— ASSIGNMENT —
Whatever the records say, give every one of them again exactly.

— DATASET RECORDS —
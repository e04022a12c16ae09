use anyhow::Result;
use hello_metrics::{bind_listener, create_router, shutdown_signal, AppConfig};
use tracing::{error, info};

#[tokio::main]
async fn main() {
    // Initialize tracing subscriber to log to stdout
    tracing_subscriber::fmt::init();

    if let Err(err) = run().await {
        error!("Fatal: {err:#}");
        std::process::exit(1);
    }
}

async fn run() -> Result<()> {
    // ---
    let config = AppConfig::from_env()?;
    let app = create_router()?;

    let listener = bind_listener(&config.server.bind_addr).await?;
    info!("Listening on {}", listener.local_addr()?);
    info!("Starting hello-metrics server v{}...", env!("CARGO_PKG_VERSION"));

    axum::serve(listener, app)
        .with_graceful_shutdown(shutdown_signal())
        .await?;

    info!("Server stopped");
    Ok(())
}
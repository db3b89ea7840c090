//! # wgen-model
//!
//! Owns the language model used to generate components.
//!
//! [`ModelHandler`] is the single owner of the loaded model. It loads lazily on
//! the first generation call, serializes inference, and can unload on demand.
//! What "a model" is comes from a [`ModelBackend`]:
//!
//! - [`CandleBackend`]: DeepSeek-Coder instruct weights from the Hugging Face
//!   hub, run locally with Candle (CUDA when available, CPU otherwise)
//! - `FakeBackend` (feature `fake`): canned completions for tests
//!
//! ## Lifecycle
//!
//! ```text
//! UNLOADED ──ensure_loaded──> LOADING ──ok──> LOADED
//!    ^                           │              │
//!    └───────────err─────────────┘              │
//!    └────────────────unload────────────────────┘
//! ```
//!
//! A failed load is not sticky; the next call tries again.
//!
//! ## Usage
//!
//! ```rust,ignore
//! use std::sync::Arc;
//! use wgen_model::{CandleBackend, ModelConfig, ModelHandler};
//!
//! let config = ModelConfig::from_env();
//! let handler = ModelHandler::new(Arc::new(CandleBackend::new(config.clone())), &config);
//! let completion = handler.generate(&prompt, 1024).await?;
//! ```

pub mod backend;
pub mod candle;
pub mod chat_template;
pub mod config;
pub mod error;
pub mod handler;

#[cfg(any(test, feature = "fake"))]
pub mod fake;

pub use backend::{BackendInfo, LoadedModel, ModelBackend, SamplingParams};
pub use candle::CandleBackend;
pub use config::{ModelConfig, Precision};
pub use error::ModelError;
pub use handler::{ModelHandler, ModelState};

#[cfg(any(test, feature = "fake"))]
pub use fake::FakeBackend;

— COMPLETED EXERCISE —
repository e04022a12c16ae09
use anyhow::Result;
use hello_metrics::{bind_listener, create_router, shutdown_signal, AppConfig};
use tracing::{error, info};

#[tokio::main]
async fn main() {
    // Initialize tracing subscriber to log to stdout
    tracing_subscriber::fmt::init();

    if let Err(err) = run().await {
        error!("Fatal: {err:#}");
        std::process::exit(1);
    }
}

async fn run() -> Result<()> {
    // ---
    let config = AppConfig::from_env()?;
    let app = create_router()?;

    let listener = bind_listener(&config.server.bind_addr).await?;
    info!("Listening on {}", listener.local_addr()?);
    info!("Starting hello-metrics server v{}...", env!("CARGO_PKG_VERSION"));

    axum::serve(listener, app)
        .with_graceful_shutdown(shutdown_signal())
        .await?;

    info!("Server stopped");
    Ok(())
}
repository db3b89ea7840c090
//! # wgen-model
//!
//! Owns the language model used to generate components.
//!
//! [`ModelHandler`] is the single owner of the loaded model. It loads lazily on
//! the first generation call, serializes inference, and can unload on demand.
//! What "a model" is comes from a [`ModelBackend`]:
//!
//! - [`CandleBackend`]: DeepSeek-Coder instruct weights from the Hugging Face
//!   hub, run locally with Candle (CUDA when available, CPU otherwise)
//! - `FakeBackend` (feature `fake`): canned completions for tests
//!
//! ## Lifecycle
//!
//! ```text
//! UNLOADED ──ensure_loaded──> LOADING ──ok──> LOADED
//!    ^                           │              │
//!    └───────────err─────────────┘              │
//!    └────────────────unload────────────────────┘
//! ```
//!
//! A failed load is not sticky; the next call tries again.
//!
//! ## Usage
//!
//! ```rust,ignore
//! use std::sync::Arc;
//! use wgen_model::{CandleBackend, ModelConfig, ModelHandler};
//!
//! let config = ModelConfig::from_env();
//! let handler = ModelHandler::new(Arc::new(CandleBackend::new(config.clone())), &config);
//! let completion = handler.generate(&prompt, 1024).await?;
//! ```

pub mod backend;
pub mod candle;
pub mod chat_template;
pub mod config;
pub mod error;
pub mod handler;

#[cfg(any(test, feature = "fake"))]
pub mod fake;

pub use backend::{BackendInfo, LoadedModel, ModelBackend, SamplingParams};
pub use candle::CandleBackend;
pub use config::{ModelConfig, Precision};
pub use error::ModelError;
pub use handler::{ModelHandler, ModelState};

#[cfg(any(test, feature = "fake"))]
pub use fake::FakeBackend;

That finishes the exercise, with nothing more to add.